One of my oddities is that I tend to read the very last paragraph before reading the rest of a written work, be it a longer forum post or a book. I thought your post was going to be about the hypocrisy of the "spirit of the holidays" and how it should extend throughout the year. I was SO on board with that, as I tend to feel all bah humbug this time of year for that very reason; well, one of the reasons. ;)

So, I was surprised what the true message of your OP was all about. I've told you before how much I value what you say, and how you say it. I don't want to get all gushy and obnoxious, so suffice it to say that I greatly appreciate every single syllable you write.

What a great observation about ASAH being founded, in a way, in fear. I never thought about that before, but sanctuaries are two-sided: they provide refuge, yet if we seek refuge, it's from something we fear or dread.

I think you covered all bases as to why others will not feel called to "dive in" and engage; many won't feel a need, as they don't have a fear or dread or even see a battle.

I'm responding here because I do resonate and your post does speak to me.

I went through this very recently...and am still finding my way with the whole "battle" energy.
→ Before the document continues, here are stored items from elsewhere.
//! Per-tick gameplay subsystems.
//!
//! Each subsystem advances exactly once per fixed step, in the order the
//! runtime's director dictates, and funnels any scripted reaction through
//! [`Interpreter::submit`](crate::script::Interpreter::submit). They all
//! follow the same two rules: check the input lock before accepting player
//! commands, and leave dialog and camera alone while a script is running.
pub mod combat;
pub mod player;
pub mod trigger;

pub use combat::{CombatState, ExpiredWindows};
pub use player::{FrameInput, PlayerSystem};
pub use trigger::{Activation, TriggerDef, TriggerSystem};
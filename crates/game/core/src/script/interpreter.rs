//! The suspendable script interpreter.
//!
//! Scripts are flat action lists authored in the editor. Submitting one
//! drains it synchronously until an action suspends (dialog, waits, camera
//! pans) or a failed check aborts it; the director then feeds fixed steps to
//! [`Interpreter::advance`] until the wait expires and draining resumes in
//! that same step. One script runs at a time. Submissions that arrive while
//! one is running append to its tail and keep the original source entity.

use std::collections::VecDeque;

use tracing::{debug, warn};

use crate::config::EngineConfig;
use crate::script::{ActionSignal, ScriptAction};
use crate::world::{EntityId, Vec2, World};

/// Where the interpreter is between fixed steps.
#[derive(Clone, Copy, Debug, PartialEq)]
enum Phase {
    /// No script active.
    Idle,
    /// Executing queued actions; only ever observed from inside `submit` or
    /// `advance`.
    Draining,
    /// Parked until `remaining` simulation seconds have elapsed.
    Suspended { remaining: f32 },
}

/// Runs one editor-authored script at a time against the shared world.
#[derive(Clone, Debug)]
pub struct Interpreter {
    queue: VecDeque<ScriptAction>,
    phase: Phase,
    source: Option<EntityId>,
    config: EngineConfig,
}

impl Interpreter {
    pub fn new(config: EngineConfig) -> Self {
        Self {
            queue: VecDeque::new(),
            phase: Phase::Idle,
            source: None,
            config,
        }
    }

    /// `true` while a script is executing or suspended.
    pub fn running(&self) -> bool {
        !matches!(self.phase, Phase::Idle)
    }

    /// Seconds left on the current suspension; zero when not suspended.
    pub fn wait_remaining(&self) -> f32 {
        match self.phase {
            Phase::Suspended { remaining } => remaining,
            _ => 0.0,
        }
    }

    /// The entity the running script belongs to, recorded at the submission
    /// that started it. Appends never change it.
    pub fn source(&self) -> Option<EntityId> {
        self.source
    }

    /// Actions queued but not yet executed.
    pub fn queued(&self) -> usize {
        self.queue.len()
    }

    /// Hands a script to the interpreter.
    ///
    /// Idle: the list becomes the live script and drains immediately, so a
    /// script of all-`Continue` actions is finished before this returns.
    /// Running: the list appends to the tail and the original source stands.
    ///
    /// Calling this from inside an executing action's own effect is a
    /// programmer error and is not defended.
    pub fn submit(
        &mut self,
        world: &mut World,
        actions: Vec<ScriptAction>,
        source: Option<EntityId>,
    ) {
        if actions.is_empty() {
            return;
        }
        if self.running() {
            debug!(appended = actions.len(), "script running, queueing at tail");
            self.queue.extend(actions);
            return;
        }
        debug!(count = actions.len(), source = ?source, "script started");
        self.queue = actions.into();
        self.source = source;
        self.phase = Phase::Draining;
        self.drain(world);
    }

    /// Advances the suspension by one fixed step. The step the timer crosses
    /// zero it clamps there and draining resumes within this same call.
    pub fn advance(&mut self, world: &mut World, dt: f32) {
        let Phase::Suspended { remaining } = &mut self.phase else {
            return;
        };
        *remaining = (*remaining - dt).max(0.0);
        if *remaining > 0.0 {
            return;
        }
        self.phase = Phase::Draining;
        self.drain(world);
    }

    /// Drops the running script and clears the queue. Pair with a world
    /// rebuild; effects already applied are not undone.
    pub fn reset(&mut self) {
        self.queue.clear();
        self.phase = Phase::Idle;
        self.source = None;
    }

    fn drain(&mut self, world: &mut World) {
        while let Some(action) = self.queue.pop_front() {
            match self.execute(world, &action) {
                ActionSignal::Abort => {
                    debug!(
                        kind = action.kind_name(),
                        dropped = self.queue.len(),
                        "script aborted by failed check"
                    );
                    self.queue.clear();
                    break;
                }
                signal => {
                    if let Some(seconds) = signal.suspends_for() {
                        self.phase = Phase::Suspended { remaining: seconds };
                        return;
                    }
                }
            }
        }
        self.finish(world);
    }

    /// End of script, completed or aborted. Input is force-unlocked so a
    /// script that locked it and bailed out early can never strand the
    /// player.
    fn finish(&mut self, world: &mut World) {
        self.phase = Phase::Idle;
        self.source = None;
        world.input_locked = false;
    }

    fn execute(&mut self, world: &mut World, action: &ScriptAction) -> ActionSignal {
        match action {
            ScriptAction::ShowDialog { text, seconds } => {
                world.dialog.show(text.clone(), *seconds);
                ActionSignal::Suspend(*seconds)
            }
            ScriptAction::Wait { seconds } => ActionSignal::Suspend(*seconds),
            ScriptAction::SetFlag { flag, value } => {
                world.game.set_flag(flag, *value);
                ActionSignal::Continue
            }
            ScriptAction::SetVariable { variable, value } => {
                world.game.set_variable(variable, value.clone());
                ActionSignal::Continue
            }
            ScriptAction::AddVariable { variable, amount } => {
                world.game.add_number(variable, *amount);
                ActionSignal::Continue
            }
            ScriptAction::CheckFlag { flag, expected } => {
                if world.game.flag_or(flag, false) == *expected {
                    ActionSignal::Continue
                } else {
                    ActionSignal::Abort
                }
            }
            ScriptAction::CheckItem { item, amount } => {
                if world.game.inventory.has(item, *amount) {
                    ActionSignal::Continue
                } else {
                    ActionSignal::Abort
                }
            }
            ScriptAction::GiveItem { item, amount } => {
                world.game.inventory.add(item, *amount);
                let seconds = self.config.item_message_seconds;
                world.dialog.show(pickup_message(item, *amount), seconds);
                ActionSignal::Suspend(seconds)
            }
            ScriptAction::RemoveItem { item, amount } => {
                world.game.inventory.remove(item, *amount);
                ActionSignal::Continue
            }
            ScriptAction::Teleport { spawn } => {
                match world.spawn_points.get(spawn) {
                    Some(point) => world.player.position = *point,
                    None => warn!(spawn = %spawn, "teleport to unknown spawn point ignored"),
                }
                ActionSignal::Continue
            }
            ScriptAction::LockInput => {
                world.input_locked = true;
                ActionSignal::Continue
            }
            ScriptAction::UnlockInput => {
                world.input_locked = false;
                ActionSignal::Continue
            }
            ScriptAction::CameraPan { x, y, seconds } => {
                world.camera.pan_to(Vec2::new(*x, *y), *seconds);
                ActionSignal::Suspend(*seconds)
            }
            ScriptAction::CameraFollow => {
                world.camera.follow();
                ActionSignal::Continue
            }
            ScriptAction::RemoveEntity => {
                match self.source {
                    Some(id) => {
                        // Absent or already-removed sources are fine.
                        world.entities.deactivate(id);
                    }
                    None => debug!("remove_entity with no source entity"),
                }
                ActionSignal::Continue
            }
            ScriptAction::Unknown { kind } => {
                warn!(kind = %kind, "unknown script action kind skipped");
                ActionSignal::Continue
            }
        }
    }
}

fn pickup_message(item: &str, amount: u32) -> String {
    if amount == 1 {
        format!("Received {item}.")
    } else {
        format!("Received {item} x{amount}.")
    }
}
//! Persistent session state mutated by scripts.
//!
//! This module owns the data a play session accumulates: boolean flags,
//! scalar variables, and the inventory. Scripts are the only writers during
//! play; reads of keys nothing has set yet return the caller's default, so a
//! stage can test a flag before anything touched it.
pub mod inventory;
pub mod value;

pub use inventory::{Inventory, ItemSlot};
pub use value::Value;

use std::collections::BTreeMap;

use tracing::debug;

/// Scripted session state: flags, variables, and the player inventory.
///
/// This is the whole save file. `BTreeMap` keys keep the JSON encoding
/// canonical, so two states with the same contents serialize identically
/// regardless of the order scripts set things in.
#[derive(Clone, Debug, Default, PartialEq)]
#[cfg_attr(feature = "serde", derive(serde::Serialize, serde::Deserialize))]
pub struct GameState {
    pub flags: BTreeMap<String, bool>,
    pub variables: BTreeMap<String, Value>,
    pub inventory: Inventory,
}

impl GameState {
    pub fn new() -> Self {
        Self::default()
    }

    /// Flag read with a caller-supplied default for unset keys.
    pub fn flag_or(&self, name: &str, default: bool) -> bool {
        self.flags.get(name).copied().unwrap_or(default)
    }

    pub fn set_flag(&mut self, name: &str, value: bool) {
        self.flags.insert(name.to_string(), value);
    }

    /// Variable read; `None` when unset.
    pub fn variable(&self, name: &str) -> Option<&Value> {
        self.variables.get(name)
    }

    pub fn set_variable(&mut self, name: &str, value: Value) {
        self.variables.insert(name.to_string(), value);
    }

    /// Numeric variable read with a caller-supplied default for unset or
    /// non-numeric values.
    pub fn number_or(&self, name: &str, default: f64) -> f64 {
        self.variables
            .get(name)
            .and_then(Value::as_number)
            .unwrap_or(default)
    }

    /// Adds to a numeric variable. Unset variables count as zero. A
    /// non-numeric current value also counts as zero; that is a designer
    /// mistake worth a log line, not a failure.
    pub fn add_number(&mut self, name: &str, amount: f64) {
        let current = match self.variables.get(name) {
            None => 0.0,
            Some(Value::Number(n)) => *n,
            Some(other) => {
                debug!(
                    variable = name,
                    current = ?other,
                    "add on non-numeric variable treats it as zero"
                );
                0.0
            }
        };
        self.variables
            .insert(name.to_string(), Value::Number(current + amount));
    }
}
I won't consciously or overtly seek battle, but I suppose I do so passively. I'm compelled to say things that I know have a good chance of inviting conflict with some skeptics (I'm speaking more about FB political discussions rather than DU experiences, but it's the same "fear/us/them" energy); after being blind-sided the first few times -- surprised at how what I felt were seemingly benign posts were being attacked -- I became more mindful of the whole process and did the whole "standing in my truth" thing.

And, being an empath, the process would involve me -- albeit clumsily -- putting myself in their shoes, trying to understand how what I was saying made them feel and wanting to truly get to the heart of the attacks -- which are based in fear. I want to understand their fear, I want to understand my fear. I want to understand fear, so it can be released and transformed.

Then there was the very personal, very direct attack I felt recently in a relationship, which is in a different category than political or skeptic-woo discussions. This was very personal and very direct. From my perception, there was nothing about me standing in my truth or putting myself in the other person's shoes that was ameliorating the situation. Me not backing down, and doing so calmly, DID enrage the other person. At the end of the day, there was no real resolution or "winner," as I see it. The positions (and intentions and motives) were so vastly different that I just have no real closure. I will say it absolutely sucked all the life out of me for a while. It was a true battle...emotionally, mentally, spiritually...and it affected me physically.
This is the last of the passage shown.